Task data START

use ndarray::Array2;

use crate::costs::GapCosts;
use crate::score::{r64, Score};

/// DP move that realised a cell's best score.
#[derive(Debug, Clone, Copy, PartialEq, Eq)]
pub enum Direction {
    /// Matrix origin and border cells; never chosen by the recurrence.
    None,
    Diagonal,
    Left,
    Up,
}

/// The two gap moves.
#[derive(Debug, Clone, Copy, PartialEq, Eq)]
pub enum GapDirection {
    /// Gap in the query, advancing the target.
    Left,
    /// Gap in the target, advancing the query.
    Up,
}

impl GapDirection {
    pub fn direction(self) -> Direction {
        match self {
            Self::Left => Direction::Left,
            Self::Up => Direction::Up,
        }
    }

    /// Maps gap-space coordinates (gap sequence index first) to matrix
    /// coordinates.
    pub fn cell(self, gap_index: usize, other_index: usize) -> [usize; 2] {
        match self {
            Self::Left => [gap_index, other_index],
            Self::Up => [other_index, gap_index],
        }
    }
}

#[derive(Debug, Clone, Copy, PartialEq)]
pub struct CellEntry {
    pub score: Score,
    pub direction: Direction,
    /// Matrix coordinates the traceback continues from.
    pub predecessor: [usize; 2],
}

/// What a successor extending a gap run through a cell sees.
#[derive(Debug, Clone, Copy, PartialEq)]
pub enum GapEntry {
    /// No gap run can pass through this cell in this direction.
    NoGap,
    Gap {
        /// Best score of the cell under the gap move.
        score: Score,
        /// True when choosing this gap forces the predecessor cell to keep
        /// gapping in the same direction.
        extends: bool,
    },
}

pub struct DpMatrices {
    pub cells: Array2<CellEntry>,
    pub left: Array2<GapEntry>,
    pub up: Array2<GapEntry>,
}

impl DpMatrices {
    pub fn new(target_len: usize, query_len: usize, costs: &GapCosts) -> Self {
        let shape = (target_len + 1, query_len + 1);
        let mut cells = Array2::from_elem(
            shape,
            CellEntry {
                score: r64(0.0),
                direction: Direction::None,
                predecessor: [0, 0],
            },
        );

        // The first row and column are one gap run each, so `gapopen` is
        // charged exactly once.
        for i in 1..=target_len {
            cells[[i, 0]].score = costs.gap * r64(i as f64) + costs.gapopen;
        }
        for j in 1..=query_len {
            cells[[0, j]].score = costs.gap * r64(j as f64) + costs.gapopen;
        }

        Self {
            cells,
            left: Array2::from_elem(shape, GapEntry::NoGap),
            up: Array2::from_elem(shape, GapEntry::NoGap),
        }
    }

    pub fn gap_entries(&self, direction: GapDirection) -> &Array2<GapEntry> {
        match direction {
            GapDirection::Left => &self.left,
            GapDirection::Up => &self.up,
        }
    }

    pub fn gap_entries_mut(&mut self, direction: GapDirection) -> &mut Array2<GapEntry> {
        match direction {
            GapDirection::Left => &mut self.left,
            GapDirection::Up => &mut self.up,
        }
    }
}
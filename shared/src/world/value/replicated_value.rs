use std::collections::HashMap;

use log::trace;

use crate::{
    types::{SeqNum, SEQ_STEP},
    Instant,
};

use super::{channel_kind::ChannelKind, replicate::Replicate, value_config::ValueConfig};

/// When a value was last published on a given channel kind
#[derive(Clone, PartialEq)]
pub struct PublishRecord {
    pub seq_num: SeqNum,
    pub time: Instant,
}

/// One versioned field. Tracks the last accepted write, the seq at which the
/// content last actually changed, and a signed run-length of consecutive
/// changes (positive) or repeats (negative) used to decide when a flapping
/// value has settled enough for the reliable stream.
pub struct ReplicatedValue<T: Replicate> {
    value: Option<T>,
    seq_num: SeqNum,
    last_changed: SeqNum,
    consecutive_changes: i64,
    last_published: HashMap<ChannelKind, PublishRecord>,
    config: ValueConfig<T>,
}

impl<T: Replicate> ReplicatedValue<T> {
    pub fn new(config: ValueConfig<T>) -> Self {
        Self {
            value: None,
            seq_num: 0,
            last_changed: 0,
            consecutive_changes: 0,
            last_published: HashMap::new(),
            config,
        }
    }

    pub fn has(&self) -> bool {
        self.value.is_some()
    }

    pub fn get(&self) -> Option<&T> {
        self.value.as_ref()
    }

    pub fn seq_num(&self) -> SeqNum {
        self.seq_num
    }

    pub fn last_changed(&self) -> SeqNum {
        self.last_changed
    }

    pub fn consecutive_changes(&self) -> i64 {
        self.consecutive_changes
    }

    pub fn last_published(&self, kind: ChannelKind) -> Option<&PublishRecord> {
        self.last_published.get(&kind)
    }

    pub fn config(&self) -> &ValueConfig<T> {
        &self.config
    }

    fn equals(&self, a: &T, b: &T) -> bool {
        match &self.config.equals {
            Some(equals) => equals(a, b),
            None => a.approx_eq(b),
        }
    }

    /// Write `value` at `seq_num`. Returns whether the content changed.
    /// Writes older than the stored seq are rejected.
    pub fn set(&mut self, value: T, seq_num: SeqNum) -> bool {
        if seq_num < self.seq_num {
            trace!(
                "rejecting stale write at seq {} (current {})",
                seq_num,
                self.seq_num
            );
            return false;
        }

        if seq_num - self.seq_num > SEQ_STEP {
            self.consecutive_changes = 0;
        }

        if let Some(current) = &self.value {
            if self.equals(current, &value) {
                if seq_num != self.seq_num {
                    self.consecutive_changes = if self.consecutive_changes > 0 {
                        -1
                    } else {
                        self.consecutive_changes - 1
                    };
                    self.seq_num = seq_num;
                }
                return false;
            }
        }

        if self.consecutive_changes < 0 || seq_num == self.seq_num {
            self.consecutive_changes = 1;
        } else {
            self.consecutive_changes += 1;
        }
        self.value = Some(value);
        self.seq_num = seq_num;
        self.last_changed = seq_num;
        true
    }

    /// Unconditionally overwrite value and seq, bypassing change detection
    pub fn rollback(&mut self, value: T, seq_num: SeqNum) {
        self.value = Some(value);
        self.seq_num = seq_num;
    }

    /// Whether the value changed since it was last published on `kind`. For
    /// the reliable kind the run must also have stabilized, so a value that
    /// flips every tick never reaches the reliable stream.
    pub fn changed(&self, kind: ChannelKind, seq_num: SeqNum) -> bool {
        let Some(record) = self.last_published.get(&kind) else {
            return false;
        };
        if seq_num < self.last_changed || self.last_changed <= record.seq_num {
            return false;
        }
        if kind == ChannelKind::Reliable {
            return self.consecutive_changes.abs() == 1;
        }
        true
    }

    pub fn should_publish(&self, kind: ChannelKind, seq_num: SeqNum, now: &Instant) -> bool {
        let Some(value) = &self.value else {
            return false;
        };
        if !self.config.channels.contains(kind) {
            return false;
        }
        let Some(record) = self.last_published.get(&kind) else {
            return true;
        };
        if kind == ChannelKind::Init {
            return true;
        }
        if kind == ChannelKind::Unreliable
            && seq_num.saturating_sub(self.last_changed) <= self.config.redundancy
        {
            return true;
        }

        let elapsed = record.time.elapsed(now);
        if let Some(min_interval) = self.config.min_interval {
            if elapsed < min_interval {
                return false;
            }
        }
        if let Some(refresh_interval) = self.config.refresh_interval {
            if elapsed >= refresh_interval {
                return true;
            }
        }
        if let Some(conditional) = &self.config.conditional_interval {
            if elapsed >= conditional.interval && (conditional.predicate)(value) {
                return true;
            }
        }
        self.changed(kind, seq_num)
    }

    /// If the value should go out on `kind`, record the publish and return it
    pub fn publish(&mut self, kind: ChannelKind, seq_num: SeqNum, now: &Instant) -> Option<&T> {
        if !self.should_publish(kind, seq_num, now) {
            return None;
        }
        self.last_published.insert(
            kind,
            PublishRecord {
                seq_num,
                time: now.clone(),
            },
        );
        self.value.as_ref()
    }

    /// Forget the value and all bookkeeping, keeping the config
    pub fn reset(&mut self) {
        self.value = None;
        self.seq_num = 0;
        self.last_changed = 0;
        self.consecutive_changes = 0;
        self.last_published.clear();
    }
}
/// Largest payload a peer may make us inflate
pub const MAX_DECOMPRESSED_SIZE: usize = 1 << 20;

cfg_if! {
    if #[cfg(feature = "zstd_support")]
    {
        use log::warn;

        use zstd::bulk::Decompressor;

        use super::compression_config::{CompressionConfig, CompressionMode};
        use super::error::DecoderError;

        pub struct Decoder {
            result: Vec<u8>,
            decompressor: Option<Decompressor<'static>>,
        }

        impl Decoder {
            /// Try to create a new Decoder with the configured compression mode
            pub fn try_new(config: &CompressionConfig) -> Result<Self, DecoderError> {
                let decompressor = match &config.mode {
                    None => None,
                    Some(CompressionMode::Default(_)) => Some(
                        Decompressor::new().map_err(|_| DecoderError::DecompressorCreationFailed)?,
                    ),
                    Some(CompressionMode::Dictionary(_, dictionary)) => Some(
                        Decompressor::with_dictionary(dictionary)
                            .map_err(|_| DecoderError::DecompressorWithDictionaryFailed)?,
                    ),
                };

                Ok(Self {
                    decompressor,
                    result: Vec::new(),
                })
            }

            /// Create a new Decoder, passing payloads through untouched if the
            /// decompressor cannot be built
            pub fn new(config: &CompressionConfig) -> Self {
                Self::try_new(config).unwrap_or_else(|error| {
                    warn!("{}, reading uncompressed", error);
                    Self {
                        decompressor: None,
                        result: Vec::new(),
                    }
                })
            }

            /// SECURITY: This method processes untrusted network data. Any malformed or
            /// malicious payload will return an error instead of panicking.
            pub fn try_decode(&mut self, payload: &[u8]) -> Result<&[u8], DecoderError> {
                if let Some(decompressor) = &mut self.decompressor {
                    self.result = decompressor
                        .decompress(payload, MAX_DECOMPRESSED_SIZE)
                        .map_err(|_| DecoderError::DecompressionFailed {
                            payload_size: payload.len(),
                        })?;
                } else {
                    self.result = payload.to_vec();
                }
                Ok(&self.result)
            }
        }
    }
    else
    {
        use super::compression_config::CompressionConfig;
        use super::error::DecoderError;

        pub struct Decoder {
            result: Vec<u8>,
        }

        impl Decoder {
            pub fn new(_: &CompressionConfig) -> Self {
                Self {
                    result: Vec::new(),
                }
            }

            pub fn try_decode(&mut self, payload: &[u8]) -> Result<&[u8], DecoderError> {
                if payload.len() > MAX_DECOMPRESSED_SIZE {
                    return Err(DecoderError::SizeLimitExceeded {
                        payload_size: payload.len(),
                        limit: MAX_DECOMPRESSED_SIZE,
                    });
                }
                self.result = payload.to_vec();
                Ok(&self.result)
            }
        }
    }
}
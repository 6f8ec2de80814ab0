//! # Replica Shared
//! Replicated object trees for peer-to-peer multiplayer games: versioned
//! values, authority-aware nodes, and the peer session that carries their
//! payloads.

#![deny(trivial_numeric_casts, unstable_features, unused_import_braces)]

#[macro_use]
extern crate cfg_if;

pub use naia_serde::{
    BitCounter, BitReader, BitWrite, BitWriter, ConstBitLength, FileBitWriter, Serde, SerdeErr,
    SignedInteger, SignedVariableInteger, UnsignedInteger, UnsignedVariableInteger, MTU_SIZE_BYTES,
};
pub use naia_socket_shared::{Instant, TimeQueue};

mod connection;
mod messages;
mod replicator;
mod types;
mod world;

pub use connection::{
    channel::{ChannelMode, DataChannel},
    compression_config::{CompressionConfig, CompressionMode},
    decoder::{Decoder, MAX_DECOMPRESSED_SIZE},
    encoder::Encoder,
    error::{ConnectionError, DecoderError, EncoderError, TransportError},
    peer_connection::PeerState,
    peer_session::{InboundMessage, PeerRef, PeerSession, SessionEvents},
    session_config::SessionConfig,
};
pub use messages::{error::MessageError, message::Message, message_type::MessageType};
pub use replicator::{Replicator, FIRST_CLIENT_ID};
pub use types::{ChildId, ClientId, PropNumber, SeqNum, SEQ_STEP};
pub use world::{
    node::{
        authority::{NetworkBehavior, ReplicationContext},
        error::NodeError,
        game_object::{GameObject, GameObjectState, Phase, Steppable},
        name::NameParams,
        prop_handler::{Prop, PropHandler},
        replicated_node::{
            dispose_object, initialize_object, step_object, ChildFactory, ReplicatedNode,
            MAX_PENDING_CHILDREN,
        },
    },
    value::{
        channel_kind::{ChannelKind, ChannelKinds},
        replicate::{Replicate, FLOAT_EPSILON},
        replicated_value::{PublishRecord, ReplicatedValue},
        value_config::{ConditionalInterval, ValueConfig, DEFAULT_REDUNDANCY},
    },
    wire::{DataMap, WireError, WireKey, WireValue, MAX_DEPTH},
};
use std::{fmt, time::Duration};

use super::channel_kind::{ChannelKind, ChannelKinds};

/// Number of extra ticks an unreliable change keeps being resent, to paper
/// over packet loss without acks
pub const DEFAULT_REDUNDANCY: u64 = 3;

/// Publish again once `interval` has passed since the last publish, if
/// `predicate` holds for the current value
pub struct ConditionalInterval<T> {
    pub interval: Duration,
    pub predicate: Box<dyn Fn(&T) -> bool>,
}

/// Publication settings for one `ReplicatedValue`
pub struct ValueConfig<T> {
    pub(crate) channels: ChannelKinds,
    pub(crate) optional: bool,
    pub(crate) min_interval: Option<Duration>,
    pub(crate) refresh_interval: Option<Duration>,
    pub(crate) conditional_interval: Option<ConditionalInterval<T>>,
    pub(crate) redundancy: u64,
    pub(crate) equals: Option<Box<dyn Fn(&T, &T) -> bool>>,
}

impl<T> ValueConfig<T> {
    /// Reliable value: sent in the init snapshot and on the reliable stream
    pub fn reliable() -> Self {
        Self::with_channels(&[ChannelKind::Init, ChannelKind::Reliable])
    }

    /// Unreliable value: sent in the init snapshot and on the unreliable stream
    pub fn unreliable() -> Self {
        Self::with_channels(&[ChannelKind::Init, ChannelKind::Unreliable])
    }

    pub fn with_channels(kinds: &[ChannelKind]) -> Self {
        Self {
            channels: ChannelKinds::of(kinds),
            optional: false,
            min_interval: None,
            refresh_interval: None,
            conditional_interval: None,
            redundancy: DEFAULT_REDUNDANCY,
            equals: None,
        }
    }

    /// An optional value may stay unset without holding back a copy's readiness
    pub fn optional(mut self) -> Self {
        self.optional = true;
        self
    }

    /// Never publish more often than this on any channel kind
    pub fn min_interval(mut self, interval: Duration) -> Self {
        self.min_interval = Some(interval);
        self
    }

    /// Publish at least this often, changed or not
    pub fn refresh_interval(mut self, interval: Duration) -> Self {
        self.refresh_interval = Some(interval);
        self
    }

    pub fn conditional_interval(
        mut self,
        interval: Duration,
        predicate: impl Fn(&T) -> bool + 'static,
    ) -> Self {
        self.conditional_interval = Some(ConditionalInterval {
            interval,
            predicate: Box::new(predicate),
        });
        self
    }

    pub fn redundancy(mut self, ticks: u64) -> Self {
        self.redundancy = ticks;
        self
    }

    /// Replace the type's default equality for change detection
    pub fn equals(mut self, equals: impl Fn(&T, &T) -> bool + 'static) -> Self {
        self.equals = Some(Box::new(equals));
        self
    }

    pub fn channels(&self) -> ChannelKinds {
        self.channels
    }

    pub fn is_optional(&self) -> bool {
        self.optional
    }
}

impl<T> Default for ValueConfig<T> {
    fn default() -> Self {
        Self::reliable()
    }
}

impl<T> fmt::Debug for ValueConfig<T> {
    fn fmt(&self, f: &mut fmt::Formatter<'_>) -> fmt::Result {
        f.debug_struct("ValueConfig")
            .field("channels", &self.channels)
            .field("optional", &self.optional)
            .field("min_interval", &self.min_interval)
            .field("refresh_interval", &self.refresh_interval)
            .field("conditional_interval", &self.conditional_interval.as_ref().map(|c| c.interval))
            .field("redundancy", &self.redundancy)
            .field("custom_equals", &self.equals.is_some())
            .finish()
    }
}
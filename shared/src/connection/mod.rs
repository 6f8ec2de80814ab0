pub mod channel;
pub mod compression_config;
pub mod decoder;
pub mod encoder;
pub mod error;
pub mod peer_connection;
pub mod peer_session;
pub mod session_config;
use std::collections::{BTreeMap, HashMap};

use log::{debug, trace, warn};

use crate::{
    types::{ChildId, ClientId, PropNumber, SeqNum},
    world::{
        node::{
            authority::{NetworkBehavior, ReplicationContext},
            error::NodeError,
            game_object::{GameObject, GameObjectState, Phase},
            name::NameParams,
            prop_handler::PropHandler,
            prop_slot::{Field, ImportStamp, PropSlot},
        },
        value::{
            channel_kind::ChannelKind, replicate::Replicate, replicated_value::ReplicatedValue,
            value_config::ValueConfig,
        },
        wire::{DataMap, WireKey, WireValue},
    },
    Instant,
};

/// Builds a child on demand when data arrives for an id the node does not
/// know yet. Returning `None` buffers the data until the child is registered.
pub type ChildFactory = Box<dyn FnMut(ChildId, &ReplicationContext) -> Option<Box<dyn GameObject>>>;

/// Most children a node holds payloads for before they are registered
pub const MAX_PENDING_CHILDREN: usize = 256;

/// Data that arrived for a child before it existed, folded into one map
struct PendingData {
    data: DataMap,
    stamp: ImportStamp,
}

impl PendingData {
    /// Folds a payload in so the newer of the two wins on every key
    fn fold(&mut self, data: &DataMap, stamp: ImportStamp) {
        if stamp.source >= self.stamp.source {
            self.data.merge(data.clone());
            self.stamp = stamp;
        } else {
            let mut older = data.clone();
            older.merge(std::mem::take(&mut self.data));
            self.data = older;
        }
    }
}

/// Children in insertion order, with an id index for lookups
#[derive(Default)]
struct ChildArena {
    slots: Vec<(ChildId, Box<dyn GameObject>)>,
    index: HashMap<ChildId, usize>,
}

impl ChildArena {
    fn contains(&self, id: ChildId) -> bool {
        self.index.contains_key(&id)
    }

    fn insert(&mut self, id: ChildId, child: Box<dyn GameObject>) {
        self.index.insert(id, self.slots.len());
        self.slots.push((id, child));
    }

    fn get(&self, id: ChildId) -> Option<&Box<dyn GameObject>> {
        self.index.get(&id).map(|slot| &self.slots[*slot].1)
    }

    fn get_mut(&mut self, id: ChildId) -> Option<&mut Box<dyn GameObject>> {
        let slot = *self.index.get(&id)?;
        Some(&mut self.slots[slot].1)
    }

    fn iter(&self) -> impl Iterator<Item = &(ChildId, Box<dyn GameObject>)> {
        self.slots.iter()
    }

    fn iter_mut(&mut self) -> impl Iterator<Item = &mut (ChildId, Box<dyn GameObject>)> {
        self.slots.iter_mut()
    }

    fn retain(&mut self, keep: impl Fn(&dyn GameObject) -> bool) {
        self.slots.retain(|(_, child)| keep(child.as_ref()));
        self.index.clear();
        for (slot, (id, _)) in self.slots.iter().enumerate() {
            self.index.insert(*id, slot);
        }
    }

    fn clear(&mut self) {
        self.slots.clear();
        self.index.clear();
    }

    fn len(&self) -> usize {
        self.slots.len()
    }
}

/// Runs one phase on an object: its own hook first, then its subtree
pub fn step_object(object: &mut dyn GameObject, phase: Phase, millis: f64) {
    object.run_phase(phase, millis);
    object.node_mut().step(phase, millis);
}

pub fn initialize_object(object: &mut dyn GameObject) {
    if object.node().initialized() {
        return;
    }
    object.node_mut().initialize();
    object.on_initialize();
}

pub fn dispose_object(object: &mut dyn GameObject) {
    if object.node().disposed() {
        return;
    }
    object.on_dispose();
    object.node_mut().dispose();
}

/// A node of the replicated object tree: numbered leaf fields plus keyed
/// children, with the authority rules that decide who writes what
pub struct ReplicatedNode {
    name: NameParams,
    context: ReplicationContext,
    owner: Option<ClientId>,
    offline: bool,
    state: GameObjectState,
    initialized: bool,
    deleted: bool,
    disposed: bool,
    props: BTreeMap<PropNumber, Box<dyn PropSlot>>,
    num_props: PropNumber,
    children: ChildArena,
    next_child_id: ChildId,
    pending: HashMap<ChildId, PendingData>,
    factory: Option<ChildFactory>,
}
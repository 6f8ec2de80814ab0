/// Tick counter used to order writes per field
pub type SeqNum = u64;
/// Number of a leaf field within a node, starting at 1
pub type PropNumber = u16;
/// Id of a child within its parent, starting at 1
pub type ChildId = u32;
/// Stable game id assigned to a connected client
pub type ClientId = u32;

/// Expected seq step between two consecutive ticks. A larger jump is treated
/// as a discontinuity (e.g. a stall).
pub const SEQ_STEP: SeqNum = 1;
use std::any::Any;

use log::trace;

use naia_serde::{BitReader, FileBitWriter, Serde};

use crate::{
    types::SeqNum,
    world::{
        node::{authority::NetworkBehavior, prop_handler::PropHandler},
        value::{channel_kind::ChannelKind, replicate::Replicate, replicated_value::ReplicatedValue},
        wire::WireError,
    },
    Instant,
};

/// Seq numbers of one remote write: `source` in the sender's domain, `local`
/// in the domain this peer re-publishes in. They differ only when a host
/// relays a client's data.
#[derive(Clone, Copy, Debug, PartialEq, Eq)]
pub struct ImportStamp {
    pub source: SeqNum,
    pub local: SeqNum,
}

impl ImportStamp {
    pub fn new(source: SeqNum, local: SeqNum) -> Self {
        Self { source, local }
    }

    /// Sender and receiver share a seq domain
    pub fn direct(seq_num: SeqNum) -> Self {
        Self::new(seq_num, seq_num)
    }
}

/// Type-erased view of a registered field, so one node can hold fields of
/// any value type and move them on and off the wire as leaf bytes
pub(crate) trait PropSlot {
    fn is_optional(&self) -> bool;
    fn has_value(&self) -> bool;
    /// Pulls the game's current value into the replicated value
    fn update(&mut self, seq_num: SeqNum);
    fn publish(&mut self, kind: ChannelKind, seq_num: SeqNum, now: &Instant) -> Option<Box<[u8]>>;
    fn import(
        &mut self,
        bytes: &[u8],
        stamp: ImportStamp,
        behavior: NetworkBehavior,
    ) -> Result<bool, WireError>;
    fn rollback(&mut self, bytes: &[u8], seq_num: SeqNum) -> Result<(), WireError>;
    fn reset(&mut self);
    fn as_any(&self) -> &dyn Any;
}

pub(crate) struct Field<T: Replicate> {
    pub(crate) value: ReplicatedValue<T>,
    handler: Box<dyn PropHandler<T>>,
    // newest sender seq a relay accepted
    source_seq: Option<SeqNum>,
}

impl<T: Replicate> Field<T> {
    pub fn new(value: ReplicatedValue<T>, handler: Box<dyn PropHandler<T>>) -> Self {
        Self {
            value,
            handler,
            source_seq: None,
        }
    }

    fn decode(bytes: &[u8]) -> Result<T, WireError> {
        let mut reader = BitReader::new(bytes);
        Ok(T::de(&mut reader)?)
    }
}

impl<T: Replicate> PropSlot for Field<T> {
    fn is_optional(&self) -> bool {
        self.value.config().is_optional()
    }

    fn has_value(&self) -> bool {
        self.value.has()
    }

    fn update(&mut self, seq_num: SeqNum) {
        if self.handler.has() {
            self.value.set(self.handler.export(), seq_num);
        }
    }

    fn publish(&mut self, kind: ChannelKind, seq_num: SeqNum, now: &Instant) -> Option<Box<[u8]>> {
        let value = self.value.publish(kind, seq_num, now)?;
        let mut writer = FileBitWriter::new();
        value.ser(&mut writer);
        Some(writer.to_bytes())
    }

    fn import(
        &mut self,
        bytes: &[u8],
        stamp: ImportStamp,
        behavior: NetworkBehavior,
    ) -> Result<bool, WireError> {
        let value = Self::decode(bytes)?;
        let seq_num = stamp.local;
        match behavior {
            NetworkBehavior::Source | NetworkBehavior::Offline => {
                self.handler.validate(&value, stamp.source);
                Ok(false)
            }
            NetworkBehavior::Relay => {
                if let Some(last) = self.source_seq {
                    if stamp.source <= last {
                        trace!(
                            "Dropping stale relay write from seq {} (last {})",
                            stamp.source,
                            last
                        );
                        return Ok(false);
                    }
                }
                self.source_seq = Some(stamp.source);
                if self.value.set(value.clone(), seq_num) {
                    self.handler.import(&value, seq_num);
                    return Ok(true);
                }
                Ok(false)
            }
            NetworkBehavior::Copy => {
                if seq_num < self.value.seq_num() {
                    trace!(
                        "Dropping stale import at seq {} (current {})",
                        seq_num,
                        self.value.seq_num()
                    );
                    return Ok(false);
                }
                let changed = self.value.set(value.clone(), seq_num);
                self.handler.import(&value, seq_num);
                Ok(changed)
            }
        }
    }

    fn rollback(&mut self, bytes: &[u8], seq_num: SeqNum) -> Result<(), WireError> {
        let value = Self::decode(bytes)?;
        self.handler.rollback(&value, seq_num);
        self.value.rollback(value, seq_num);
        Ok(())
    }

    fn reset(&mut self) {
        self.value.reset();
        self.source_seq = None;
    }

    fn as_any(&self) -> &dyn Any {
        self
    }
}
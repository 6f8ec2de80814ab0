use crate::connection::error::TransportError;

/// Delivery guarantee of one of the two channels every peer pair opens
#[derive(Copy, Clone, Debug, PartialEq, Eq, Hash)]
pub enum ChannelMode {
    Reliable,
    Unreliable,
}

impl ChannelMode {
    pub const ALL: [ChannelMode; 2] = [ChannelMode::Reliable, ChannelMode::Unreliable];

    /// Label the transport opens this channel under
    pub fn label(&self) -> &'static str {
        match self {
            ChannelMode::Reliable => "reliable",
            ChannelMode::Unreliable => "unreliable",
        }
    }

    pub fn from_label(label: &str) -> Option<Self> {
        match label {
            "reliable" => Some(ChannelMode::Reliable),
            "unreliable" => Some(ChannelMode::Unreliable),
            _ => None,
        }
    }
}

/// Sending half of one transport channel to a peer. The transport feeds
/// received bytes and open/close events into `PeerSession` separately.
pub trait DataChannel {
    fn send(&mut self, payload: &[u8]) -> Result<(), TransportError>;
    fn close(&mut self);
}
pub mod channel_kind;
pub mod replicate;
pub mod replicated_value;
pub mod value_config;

Task data END

Only the lines from the beginning of the entries through the line bearing "pub enum GapEntry" should be returned, each exactly as written.

use ndarray::Array2;

use crate::costs::GapCosts;
use crate::score::{r64, Score};

/// DP move that realised a cell's best score.
#[derive(Debug, Clone, Copy, PartialEq, Eq)]
pub enum Direction {
    /// Matrix origin and border cells; never chosen by the recurrence.
    None,
    Diagonal,
    Left,
    Up,
}

/// The two gap moves.
#[derive(Debug, Clone, Copy, PartialEq, Eq)]
pub enum GapDirection {
    /// Gap in the query, advancing the target.
    Left,
    /// Gap in the target, advancing the query.
    Up,
}

impl GapDirection {
    pub fn direction(self) -> Direction {
        match self {
            Self::Left => Direction::Left,
            Self::Up => Direction::Up,
        }
    }

    /// Maps gap-space coordinates (gap sequence index first) to matrix
    /// coordinates.
    pub fn cell(self, gap_index: usize, other_index: usize) -> [usize; 2] {
        match self {
            Self::Left => [gap_index, other_index],
            Self::Up => [other_index, gap_index],
        }
    }
}

#[derive(Debug, Clone, Copy, PartialEq)]
pub struct CellEntry {
    pub score: Score,
    pub direction: Direction,
    /// Matrix coordinates the traceback continues from.
    pub predecessor: [usize; 2],
}

/// What a successor extending a gap run through a cell sees.
#[derive(Debug, Clone, Copy, PartialEq)]
pub enum GapEntry {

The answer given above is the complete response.